Workflows for checking files in AnVIL, according to the GREGoR data model

The workflows are written in the Workflow Description Language (WDL). This GitHub repository contains the WDL code and a JSON file containing inputs to the workflow, both for testing and to serve as an example.

validate_gregor_model

Workflow to validate TSV files against the GREGoR data model using the AnvilDataModels package. An uploader will prepare files in tab separated values (TSV) format, with one file for each data table in the model, and upload them to an AnVIL workspace. This workflow will compare those files to the data model, and generate an HTML report describing any inconsistencies.

If the data model specifies that any columns be auto-generated from other columns, the workflow generates TSV files with updated tables before running checks.

This workflow checks whether expected tables (both required and optional) are included. For each table, it checks column names, data types, and primary keys. Finally, it checks foreign keys (cross-references across tables). Results of all checks are displayed in an HTML file.

If any tables in the data model are not included in the "table_files" input but are already present in the workspace, the workflow will read them from the workspace for cross-checks with supplied tables.

If miminal checks are passed and import_tables is set to true, the workflow will then import the files as data tables in an AnVIL workspace. If checks are not passed, the workflow will fail and the user should review the file "data_model_validation.html" in the workflow output directory.

If validation is successful, the workflow will check the md5sums provided for each BAM/CRAM/VCF file against the value in google cloud storage. For each file, the workflow will return 'PASS' if the check was successful or 'UNVERIFIED' if the file was found but does not have an md5 value in its metadata. The workflow will fail if the md5sums do not match or if the file is not found. Review the log file for check details including the two md5 values compared.

If validation and import are successful and the called_variants_dna_short_read table is present, check_vcf_samples (see below) is run on all VCF files.

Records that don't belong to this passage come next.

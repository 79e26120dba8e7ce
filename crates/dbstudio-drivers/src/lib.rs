//! dbstudio drivers - database driver implementations
//!
//! Re-exports the concrete drivers enabled by cargo features and the
//! [`DriverRegistry`] that resolves a connection's driver name.

#[cfg(feature = "mssql")]
pub use dbstudio_driver_mssql as mssql;

mod registry;

pub use registry::DriverRegistry;

pub use dbstudio_core::{Database, DatabaseDriver, Result, SqlDialect, StudioError};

The user must specify the following inputs:

input description
table_files This input is of type Map[String, File], which consists of key:value pairs. Keys are table names, which should correspond to names in the data model, and values are Google bucket paths to TSV files for each table.
model_url A URL providing the path to the data model in JSON format.
hash_id_nchar Number of characters in auto-generated columns (default 16).
import_tables A boolean indicating whether tables should be imported to a workspace after validation (default false).
overwrite A boolean indicating whether existing rows in the data tables should be overwritten (default false).
workspace_name A string with the workspace name. e.g, if the workspace URL is https://anvil.terra.bio/#workspaces/fc-product-demo/Terra-Workflows-Quickstart, the workspace name is "Terra-Workflows-Quickstart"
workspace_namespace A string with the workspace name. e.g, if the workspace URL is https://anvil.terra.bio/#workspaces/fc-product-demo/Terra-Workflows-Quickstart, the workspace namespace is "fc-product-demo"
check_bucket_paths A boolean indicating whether to check the existence of bucket paths in the data tables (default true).
check_md5 A boolean indicating whether to check md5sums of files against provided values in the data tables (default true).
check_vcf A boolean indicating whether to check that vcf headers match experiment sample ids in the data tables (default true). Note this check will only be run if import_tables is also true.
check_bam A boolean indicating whether to check that bam headers match experiment sample ids in the data tables (default false). Note this check will only be run if import_tables is also true.
project_id Google project id to bill for checking md5sums of files in requester_pays buckets.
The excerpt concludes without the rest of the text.